Ramsey felt as if he’d pushed her back in her chair. The suddenness of his raised voice startled her. It was as if he’d pulled a trigger. She was suddenly in their kitchen, standing up to him, confronting him about what she’d learned, and the flat of his hand was a blur that she never saw coming. She blinked, gripped the seat of her chair to ground herself in the present. She made herself feel the wooden slats at her back and the curve of wood under her fingertips.
Jay got up from the table and went to the refrigerator. He returned with a bottle of water and set it in front of her. “You look like death. Drink.” When she simply stared at the bottle, he opened it for her, and set it down harder than before. “Drink.”

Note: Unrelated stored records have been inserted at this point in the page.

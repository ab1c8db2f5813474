//! Tests for the targeting strategies, the world container and the coordinator.

use rampart_core::commands::ShotKind;
use rampart_core::config::TargetingConfig;
use rampart_core::error::ConfigError;
use rampart_core::types::{Defender, Hostile, HostileId, Position};

use crate::coordinator::{CoordinatorState, TargetingCoordinator};
use crate::strategy::{ClusterStrategy, PrimaryStrategy, StrategyKind, TargetingStrategy};
use crate::world::{DefenseState, WorldState};

fn hostile(id: u32, x: f64, y: f64, health: u32) -> Hostile {
    Hostile::new(id, Position::new(x, y), 2.0, health)
}

fn world_with(config: &TargetingConfig, energy: f64, hostiles: &[Hostile]) -> DefenseState {
    let mut world = DefenseState::new(
        config.clone(),
        Defender {
            position: Position::new(0.0, 0.0),
            shoot_cooldown: 0.0,
            energy,
        },
    );
    for h in hostiles {
        world.insert_hostile(*h);
    }
    world
}

fn find(
    strategy: &impl TargetingStrategy,
    world: &DefenseState,
    last_target: Option<u32>,
    flight_time: f64,
) -> Option<HostileId> {
    strategy
        .find_target(
            world.hostiles(),
            world.defender(),
            last_target.map(HostileId),
            flight_time,
        )
        .map(|h| h.id)
}

// ---- Primary strategy ----

#[test]
fn test_primary_picks_nearest_approaching() {
    let config = TargetingConfig::default();
    let strategy = PrimaryStrategy::new(&config, 45.0);
    let world = world_with(
        &config,
        0.0,
        &[
            hostile(0, 90.0, 0.0, 10),
            hostile(1, 30.0, 4.0, 10),
            hostile(2, 60.0, 0.0, 10),
            hostile(3, -5.0, 0.0, 10),
            hostile(4, 0.0, 0.0, 10),
        ],
    );
    assert_eq!(find(&strategy, &world, None, 0.0), Some(HostileId(1)));
}

#[test]
fn test_primary_measures_offset_from_defender() {
    let config = TargetingConfig::default();
    let strategy = PrimaryStrategy::new(&config, 45.0);
    let mut world = world_with(
        &config,
        0.0,
        &[hostile(0, 40.0, 0.0, 10), hostile(1, 70.0, 0.0, 10)],
    );
    world.defender_mut().position = Position::new(50.0, 0.0);
    assert_eq!(find(&strategy, &world, None, 0.0), Some(HostileId(1)));
}

#[test]
fn test_primary_empty_roster() {
    let config = TargetingConfig::default();
    let strategy = PrimaryStrategy::new(&config, 45.0);
    let world = world_with(&config, 0.0, &[]);
    assert_eq!(find(&strategy, &world, None, 0.0), None);
}

#[test]
fn test_primary_skips_lethally_committed_target() {
    let config = TargetingConfig::default();
    let strategy = PrimaryStrategy::new(&config, 45.0);
    let world = world_with(
        &config,
        0.0,
        &[hostile(0, 20.0, 0.0, 10), hostile(1, 40.0, 0.0, 10)],
    );

    // Projectile in flight and one hit kills: move on.
    assert_eq!(find(&strategy, &world, Some(0), 0.1), Some(HostileId(1)));
    // Projectile has landed.
    assert_eq!(find(&strategy, &world, Some(0), 0.0), Some(HostileId(0)));
    // Different previous target.
    assert_eq!(find(&strategy, &world, Some(1), 0.1), Some(HostileId(0)));
}

#[test]
fn test_primary_retargets_hostile_that_survives_hit() {
    let config = TargetingConfig::default();
    let strategy = PrimaryStrategy::new(&config, 45.0);
    let world = world_with(
        &config,
        0.0,
        &[hostile(0, 20.0, 0.0, 25), hostile(1, 40.0, 0.0, 10)],
    );
    assert_eq!(find(&strategy, &world, Some(0), 0.1), Some(HostileId(0)));
}

#[test]
fn test_primary_shoots_solved_target() {
    let config = TargetingConfig::default();
    let strategy = PrimaryStrategy::new(&config, 45.0);
    let target = hostile(0, 100.0, 0.0, 10);
    let mut world = world_with(&config, 0.0, &[target]);

    let shot = strategy.try_shoot(&target, &mut world).unwrap();
    assert!(shot.solved);
    assert_eq!(shot.strategy, StrategyKind::Primary);
    assert_eq!(shot.target, HostileId(0));
    assert!((0.0..=100.0).contains(&shot.power));
    assert!(shot.flight_time > 0.0);

    let shots = world.shots();
    assert_eq!(shots.len(), 1);
    assert_eq!(shots[0].kind, ShotKind::Normal);
    assert_eq!(shots[0].angle, 45.0);
    assert_eq!(shots[0].power, shot.power);
    assert_eq!(world.defender().shoot_cooldown, config.shoot_cooldown);
}

#[test]
fn test_primary_fires_at_fallback_power_when_unsolved() {
    let config = TargetingConfig::default();
    let strategy = PrimaryStrategy::new(&config, 45.0);
    let target = hostile(0, 10_000.0, 0.0, 10);
    let mut world = world_with(&config, 0.0, &[target]);

    let shot = strategy.try_shoot(&target, &mut world).unwrap();
    assert!(!shot.solved);
    assert_eq!(shot.power, config.fallback_power);
    assert_eq!(shot.flight_time, 0.0);
    assert_eq!(world.shots().len(), 1);
}

// ---- Cluster strategy ----

#[test]
fn test_cluster_needs_enough_total_shots() {
    let config = TargetingConfig::default();
    let strategy = ClusterStrategy::new(&config, 45.0);
    // Two stacked one-shot hostiles: roster total 2.
    let world = world_with(
        &config,
        100.0,
        &[hostile(0, 50.0, 0.0, 10), hostile(1, 50.0, 1.0, 10)],
    );
    assert_eq!(find(&strategy, &world, None, 0.0), None);
}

Ramsey marveled at the steadiness of her hands as she reached for the bottle. She gripped it in both to keep them that way. Raising the bottle, she took a long swallow. It hardly mattered that she drank. When she returned the bottle to the table, her mouth was dry and her throat was still parched. She may as well have been drinking sand.
Jay sat, looked her over, and gestured to her to drink again. He nodded, satisfied, when she did. “Better?”

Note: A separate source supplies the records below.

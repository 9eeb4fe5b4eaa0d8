// Single-entry path cache and the reuse policy.
//
// After every successful non-direct resolve the router stores the path's
// interior waypoints (endpoints excluded, since they move every query)
// together with the origin, target and length it was solved for. On the next
// recompute the candidate
//
//     [new_origin] + cached interior + [new_target]
//
// is accepted instead of a full search when all of these hold:
//
// (a) the origin moved at most `reuse_origin_tolerance`,
// (b) the target moved at most `reuse_target_tolerance`,
// (c) every candidate segment is visible,
// (d) the candidate is at most `MAX_CACHED_GROWTH` times the cached length,
// (e) the candidate is at most `reuse_max_detour_ratio` times the direct
//     origin-target distance.
//
// The cheap distance checks run before the visibility checks. A rejection is
// never an error for the caller; it only means a full search.
//
// See also: `router.rs`, which clears the cache on every graph rebuild and
// configuration change.

use crate::collision::{CollisionQuery, Probe};
use crate::config::ReuseParams;
use crate::error::ReuseRejection;
use crate::types::{Vec3, polyline_length};
use serde::{Deserialize, Serialize};

/// How much longer than the cached solution a reused path may grow.
pub const MAX_CACHED_GROWTH: f32 = 1.20;

#[derive(Clone, Debug, PartialEq, Serialize, Deserialize)]
pub struct CachedPath {
    pub origin: Vec3,
    pub target: Vec3,
    pub length: f32,
    pub interior: Vec<Vec3>,
}

#[derive(Clone, Debug, Default)]
pub struct PathCache {
    entry: Option<CachedPath>,
}

impl PathCache {
    pub fn new() -> Self {
        Self::default()
    }

    /// Remember a solved path. Paths with fewer than two points are ignored.
    pub fn store(&mut self, points: &[Vec3]) {
        let (Some(&origin), Some(&target)) = (points.first(), points.last()) else {
            return;
        };
        if points.len() < 2 {
            return;
        }
        self.entry = Some(CachedPath {
            origin,
            target,
            length: polyline_length(points),
            interior: points[1..points.len() - 1].to_vec(),
        });
    }

    pub fn clear(&mut self) {
        self.entry = None;
    }

    pub fn get(&self) -> Option<&CachedPath> {
        self.entry.as_ref()
    }

    pub fn is_empty(&self) -> bool {
        self.entry.is_none()
    }

    /// The cached route re-anchored on the new endpoints, if it passes every
    /// reuse check.
    pub fn try_reuse<Q: CollisionQuery + ?Sized>(
        &self,
        origin: Vec3,
        target: Vec3,
        params: &ReuseParams,
        probe: &mut Probe<'_, Q>,
    ) -> Result<Vec<Vec3>, ReuseRejection> {
        let cached = self.entry.as_ref().ok_or(ReuseRejection::Empty)?;

        let origin_moved = origin.distance(cached.origin);
        if origin_moved > params.reuse_origin_tolerance {
            return Err(ReuseRejection::OriginMoved(origin_moved));
        }
        let target_moved = target.distance(cached.target);
        if target_moved > params.reuse_target_tolerance {
            return Err(ReuseRejection::TargetMoved(target_moved));
        }

        let mut candidate = Vec::with_capacity(cached.interior.len() + 2);
        candidate.push(origin);
        candidate.extend_from_slice(&cached.interior);
        candidate.push(target);
        let length = polyline_length(&candidate);

        let growth_limit = cached.length * MAX_CACHED_GROWTH;
        if length > growth_limit {
            return Err(ReuseRejection::TooLongVersusCached {
                candidate: length,
                limit: growth_limit,
            });
        }
        let detour_limit = origin.distance(target) * params.reuse_max_detour_ratio;
        if length > detour_limit {
            return Err(ReuseRejection::DetourTooLong {
                candidate: length,
                limit: detour_limit,
            });
        }

        if let Some(blocked) = candidate
            .windows(2)
            .position(|pair| !probe.segment_clear(pair[0], pair[1]))
        {
            return Err(ReuseRejection::SegmentBlocked(blocked));
        }

        Ok(candidate)
    }
}
// Router events and the navigation debug snapshot.
//
// `RouterEvent`s are returned from `CornerRouter::tick()` in the order they
// happened during the tick; the router never calls back into the host for
// them. `NavigationDebugInfo` is the serde-serializable snapshot published to
// the sink when debug output is enabled, for overlays and offline tuning.

use crate::follower::FollowerState;
use crate::types::Vec3;
use serde::{Deserialize, Serialize};

#[derive(Clone, Debug, PartialEq, Serialize, Deserialize)]
pub enum RouterEvent {
    /// A full resolve produced a route different from the published one.
    PathUpdated { points: Vec<Vec3>, direct: bool },
    /// A full resolve found neither a direct line nor a graph route.
    PathFailed { origin: Vec3, target: Vec3 },
    /// The proxy moved this tick.
    ProxyMoved { position: Vec3 },
    /// The waypoint graph was replaced.
    GraphRebuilt {
        node_count: usize,
        edge_count: usize,
        capped: bool,
    },
}

#[derive(Clone, Debug, Default, PartialEq, Serialize, Deserialize)]
pub struct NavigationDebugInfo {
    pub state: Option<FollowerState>,
    pub node_count: usize,
    pub edge_count: usize,
    pub graph_capped: bool,
    pub path: Vec<Vec3>,
    pub direct: bool,
    /// The published route came from the cache rather than a search.
    pub reused: bool,
    pub distance_from_end: f32,
    pub proxy_position: Vec3,
}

“Yes.” With some difficulty, she managed to get the single word out.
“Good. You had me worried. You need to relax, Liz. You’re wound way too tight.” He sat down and leaned back, regarding her with a slim smile on his face. “So,” he said. “Tell me about Dudley.”
Ramsey was slow to switch conversational gears. Her mind was foggy. “What?”
“Dudley. The guy who left his jacket. What’s his story?”
“No story,” she said after a moment. “He’s a friend.”
“I knew you’d say that. How good a friend?”
“A friend. I don’t know what you want me to say.”
“Are you sleeping with him?”
“Not your business, Jay.”
“So you are.”
“I didn’t say that.”
“You didn’t have to. Was it his house where you spent the night? I know you didn’t come here.”
“What are you doing? Following me? That’s crazy, Jay.”
“Not as crazy as you trying to avoid me. This town just isn’t that big, Liz. I can pretty much find you anywhere.”
Ramsey managed to suppress a shiver. “You’re going to get yourself shot if you keep trespassing on private property. Neighbors look out for each other around here.”